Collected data

+---+

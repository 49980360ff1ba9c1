//! # In-process linearizable consensus store.
//!
//! [`MemoryStore`] implements [`ConsensusClient`] on top of a single mutex, which is the
//! linearization point for every operation. Clones share the same state, so one store
//! can arbitrate between any number of nodes running in the same process.
//!
//! ## Semantics
//! - Lease deadlines are measured with `tokio::time`, so paused test clocks drive expiry.
//! - Expiry is applied lazily at the start of every operation; an expired lease and all
//!   keys bound to it vanish together.
//! - Keep-alive streams renew every `ttl / 3` while polled and end immediately when the
//!   lease is revoked or expires.
//! - [`MemoryStore::set_available`] simulates a partition: operations fail with
//!   [`StoreError::Unavailable`] and open keep-alive streams fail and end.
//!
//! ```text
//! node A ─┐                       ┌─ leases: {1: deadline, 2: deadline}
//! node B ─┼─► Mutex<State> ───────┤
//! node C ─┘                       └─ keys:   {"/leader": ("a/42", lease 1)}
//! ```

use std::collections::{BTreeMap, HashMap};
use std::sync::{Arc, Mutex, MutexGuard, PoisonError};
use std::time::Duration;

use async_trait::async_trait;
use futures::StreamExt;
use tokio::time::Instant;
use tokio_util::sync::CancellationToken;

use crate::error::StoreError;
use crate::store::client::{ConsensusClient, KeepAliveAck, KeepAliveStream, LeaseId, TxnOutcome};

/// Shortest renewal period a keep-alive stream will use.
const MIN_RENEW_PERIOD: Duration = Duration::from_millis(1);

struct LeaseEntry {
    ttl: Duration,
    deadline: Instant,
    /// Cancelled when the lease is revoked or expires.
    gone: CancellationToken,
}

struct KeyEntry {
    value: String,
    lease: LeaseId,
}

struct State {
    next_lease: i64,
    available: bool,
    /// Cancelled (and replaced) whenever the store becomes unavailable.
    link: CancellationToken,
    leases: HashMap<LeaseId, LeaseEntry>,
    keys: BTreeMap<String, KeyEntry>,
}

impl State {
    fn ensure_available(&self) -> Result<(), StoreError> {
        if self.available {
            Ok(())
        } else {
            Err(StoreError::unavailable("store unreachable"))
        }
    }

    fn sweep(&mut self, now: Instant) {
        let expired: Vec<LeaseId> = self
            .leases
            .iter()
            .filter(|(_, entry)| entry.deadline <= now)
            .map(|(id, _)| *id)
            .collect();
        for id in expired {
            self.drop_lease(id);
        }
    }

    fn drop_lease(&mut self, id: LeaseId) -> bool {
        match self.leases.remove(&id) {
            Some(entry) => {
                entry.gone.cancel();
                self.keys.retain(|_, key| key.lease != id);
                true
            }
            None => false,
        }
    }
}

/// Shared in-memory consensus store.
#[derive(Clone)]
pub struct MemoryStore {
    state: Arc<Mutex<State>>,
}

impl Default for MemoryStore {
    fn default() -> Self {
        Self::new()
    }
}

impl MemoryStore {
    /// Creates an empty, available store.
    pub fn new() -> Self {
        Self {
            state: Arc::new(Mutex::new(State {
                next_lease: 1,
                available: true,
                link: CancellationToken::new(),
                leases: HashMap::new(),
                keys: BTreeMap::new(),
            })),
        }
    }

    fn lock(&self) -> MutexGuard<'_, State> {
        self.state.lock().unwrap_or_else(PoisonError::into_inner)
    }

    /// Makes the store reachable or unreachable for every client.
    pub fn set_available(&self, available: bool) {
        let mut st = self.lock();
        if st.available && !available {
            st.link.cancel();
            st.link = CancellationToken::new();
        }
        st.available = available;
    }

    /// Returns whether the store currently answers requests.
    pub fn is_available(&self) -> bool {
        self.lock().available
    }

    /// Expires a lease immediately, as if its TTL elapsed without renewal.
    ///
    /// Returns `false` if the lease did not exist.
    pub fn expire_lease(&self, lease: LeaseId) -> bool {
        self.lock().drop_lease(lease)
    }

    /// Reads a key and the lease it is bound to (test/inspection helper; ignores availability).
    pub fn get(&self, key: &str) -> Option<(String, LeaseId)> {
        let mut st = self.lock();
        st.sweep(Instant::now());
        st.keys
            .get(key)
            .map(|entry| (entry.value.clone(), entry.lease))
    }

    /// Number of live leases.
    pub fn lease_count(&self) -> usize {
        let mut st = self.lock();
        st.sweep(Instant::now());
        st.leases.len()
    }

    /// Extends the lease deadline by its TTL.
    fn renew(&self, lease: LeaseId) -> Result<KeepAliveAck, StoreError> {
        let mut st = self.lock();
        st.ensure_available()?;
        let now = Instant::now();
        st.sweep(now);
        let entry = st
            .leases
            .get_mut(&lease)
            .ok_or(StoreError::LeaseNotFound { lease })?;
        entry.deadline = now + entry.ttl;
        Ok(KeepAliveAck {
            lease,
            ttl: entry.ttl,
        })
    }

    /// Snapshot of what a keep-alive stream needs to wait on.
    fn renewal_plan(
        &self,
        lease: LeaseId,
    ) -> Result<(Duration, CancellationToken, CancellationToken), StoreError> {
        let mut st = self.lock();
        st.ensure_available()?;
        st.sweep(Instant::now());
        let entry = st
            .leases
            .get(&lease)
            .ok_or(StoreError::LeaseNotFound { lease })?;
        let period = (entry.ttl / 3).max(MIN_RENEW_PERIOD);
        Ok((period, entry.gone.clone(), st.link.clone()))
    }
}

#[async_trait]
impl ConsensusClient for MemoryStore {
    async fn grant_lease(&self, ttl: Duration) -> Result<LeaseId, StoreError> {
        let mut st = self.lock();
        st.ensure_available()?;
        let now = Instant::now();
        st.sweep(now);

        let id = LeaseId::new(st.next_lease);
        st.next_lease += 1;
        st.leases.insert(
            id,
            LeaseEntry {
                ttl,
                deadline: now + ttl,
                gone: CancellationToken::new(),
            },
        );
        Ok(id)
    }

    async fn revoke_lease(&self, lease: LeaseId) -> Result<(), StoreError> {
        let mut st = self.lock();
        st.ensure_available()?;
        st.sweep(Instant::now());
        if st.drop_lease(lease) {
            Ok(())
        } else {
            Err(StoreError::LeaseNotFound { lease })
        }
    }

    async fn try_create_if_absent(
        &self,
        key: &str,
        value: &str,
        lease: LeaseId,
    ) -> Result<TxnOutcome, StoreError> {
        let mut st = self.lock();
        st.ensure_available()?;
        st.sweep(Instant::now());

        if !st.leases.contains_key(&lease) {
            return Err(StoreError::LeaseNotFound { lease });
        }
        if st.keys.contains_key(key) {
            return Ok(TxnOutcome::Lost);
        }
        st.keys.insert(
            key.to_string(),
            KeyEntry {
                value: value.to_string(),
                lease,
            },
        );
        Ok(TxnOutcome::Won)
    }

    fn keep_alive(&self, lease: LeaseId) -> KeepAliveStream {
        futures::stream::unfold(Some(self.clone()), move |state| async move {
            let store = state?;
            let (period, gone, link) = match store.renewal_plan(lease) {
                Ok(plan) => plan,
                Err(e) => return Some((Err(e), None)),
            };

            tokio::select! {
                _ = tokio::time::sleep(period) => {}
                _ = gone.cancelled() => return None,
                _ = link.cancelled() => {
                    return Some((Err(StoreError::unavailable("keep-alive connection lost")), None));
                }
            }

            match store.renew(lease) {
                Ok(ack) => Some((Ok(ack), Some(store))),
                Err(e) => Some((Err(e), None)),
            }
        })
        .boxed()
    }
}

+---+

Problem details
Working from the entries above, find every line in which the word "false" occurs and copy it.

Result of the task
            None => false,
    /// Returns `false` if the lease did not exist.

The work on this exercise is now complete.